Source data =
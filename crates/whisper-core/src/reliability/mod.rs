//! Application reliability core (§4.7): update merge/persist/resend and the
//! undelivered-message reconnect watchdog.

pub mod log;
pub mod update;
pub mod watchdog;

pub use log::{HistoryEntry, NullSink, Sender, UpdateLog, UpdateSink};
pub use update::{MarkerField, ReactionField, TextField, Update};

What is needed = Output the material verbatim, including every line.

Answer to this task =
filename crates/whisper-core/src/reliability/mod.rs
//! Application reliability core (§4.7): update merge/persist/resend and the
//! undelivered-message reconnect watchdog.

pub mod log;
pub mod update;
pub mod watchdog;

pub use log::{HistoryEntry, NullSink, Sender, UpdateLog, UpdateSink};
pub use update::{MarkerField, ReactionField, TextField, Update};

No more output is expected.